A morte de seu pai, ocorrida em 1925, causa um grande impacto no aluno sempre comportado, que
logo começou a demonstrar mudanças, o que ficou evidente nas discussões que teve com seus
professores.
Jacob se ressentiu dos acontecimentos, incluindo a perda de seu pai, o que o levou a acreditar numa
injustiça divina, que Deus o tivesse abandonado. Um monólogo surgiu desse momento de revolta, e
assim ‘escreve para Deus’:
“Por que voce criou o Universo em primeiro lugar? Poderia ter-nos poupado a todos de viver.

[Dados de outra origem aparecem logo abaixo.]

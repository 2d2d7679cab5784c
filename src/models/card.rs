//! Card is a front/back pair plus the memory-strength fields the
//! scheduler updates after every review.
use serde::{Deserialize, Serialize};

/// Learning stage derived from the repetition count; never stored.
#[derive(Clone, Copy, Debug, PartialEq, Eq)]
pub enum CardStage {
    New,
    Learning,
    Mastered,
}

impl CardStage {
    pub fn label(self) -> &'static str {
        match self {
            CardStage::New => "New",
            CardStage::Learning => "Learning",
            CardStage::Mastered => "Mastered",
        }
    }
}

#[derive(Clone, Debug, Serialize, Deserialize)]
pub struct Card {
    pub id: String,
    pub front: String,
    pub back: String,
    /// Easiness factor, never below 1.3.
    pub e_factor: f64,
    /// Days until the next review.
    pub interval: u32,
    /// Consecutive passing reviews since the last lapse.
    pub repetitions: u32,
    /// Unix milliseconds at which the card becomes due.
    pub due_date: i64,
    /// Unix milliseconds of the most recent review, 0 if never reviewed.
    pub last_reviewed: i64,
    #[serde(default, skip_serializing_if = "Option::is_none")]
    pub image: Option<String>,
    #[serde(default, skip_serializing_if = "Option::is_none")]
    pub audio: Option<String>,
}

impl Card {
    pub fn stage(&self) -> CardStage {
        match self.repetitions {
            0 => CardStage::New,
            1..=2 => CardStage::Learning,
            _ => CardStage::Mastered,
        }
    }
}

#[cfg(test)]
mod tests {
    use super::*;
    use crate::models::scheduler;

    #[test]
    fn test_stage_follows_repetitions() {
        let mut card = scheduler::create_card_at(
            "c1".to_string(),
            "hola".to_string(),
            "hello".to_string(),
            None,
            None,
            0,
        );
        assert_eq!(card.stage(), CardStage::New);

        card.repetitions = 1;
        assert_eq!(card.stage(), CardStage::Learning);
        card.repetitions = 2;
        assert_eq!(card.stage(), CardStage::Learning);
        card.repetitions = 3;
        assert_eq!(card.stage(), CardStage::Mastered);
        card.repetitions = 12;
        assert_eq!(card.stage(), CardStage::Mastered);
    }

    #[test]
    fn test_card_clone_keeps_scheduling_fields() {
        let card = Card {
            id: "c1".to_string(),
            front: "hola".to_string(),
            back: "hello".to_string(),
            e_factor: 2.18,
            interval: 7,
            repetitions: 4,
            due_date: 1_700_000_000_000,
            last_reviewed: 1_699_000_000_000,
            image: Some("img/hola.png".to_string()),
            audio: None,
        };

        let copy = card.clone();
        assert_eq!(copy.e_factor, card.e_factor);
        assert_eq!(copy.interval, card.interval);
        assert_eq!(copy.repetitions, card.repetitions);
        assert_eq!(copy.due_date, card.due_date);
        assert_eq!(copy.image, card.image);
    }
}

Por que separou a luz das trevas? Poderia haver apenas luz.
Por que criou rochas e vulcões, oceanos e estrelas?
Bastaria ter havido apenas chão firme…
Por que não começou tudo por mim? E por que enfim me criou? Eu não me sinto bem. Não gosto
de mim.
Devo comer. Mas as melhores iguarias saem pelo traseiro. Devo andar, mas posso escorregar e cair.
Devo crescer, adoecer e morrer. Por quê? Voce deveria ter me criado quando voce estivesse doente e
velho, quando sua energia já estivesse gasta.
Por que me dividiu ao meio? Eu sei que sou imperfeito e indigno.
Quando viu que eu era imperfeito, partiu-me em pedaços e fez aparecer um outro ser, a mulher.
Eu já me sentia totalmente inferior, mas ela era pior ainda.
Este foi o início dessa miséria e futilidade sem fim, a corrente que liga o nascimento com a
morte…”
Moreno se encontrava em profunda dor e desespero, e sua atitude rebelde em relação a Deus se fez
notar na escola, direcionou essa mesma raiva contra o sistema político e a autoridade em geral.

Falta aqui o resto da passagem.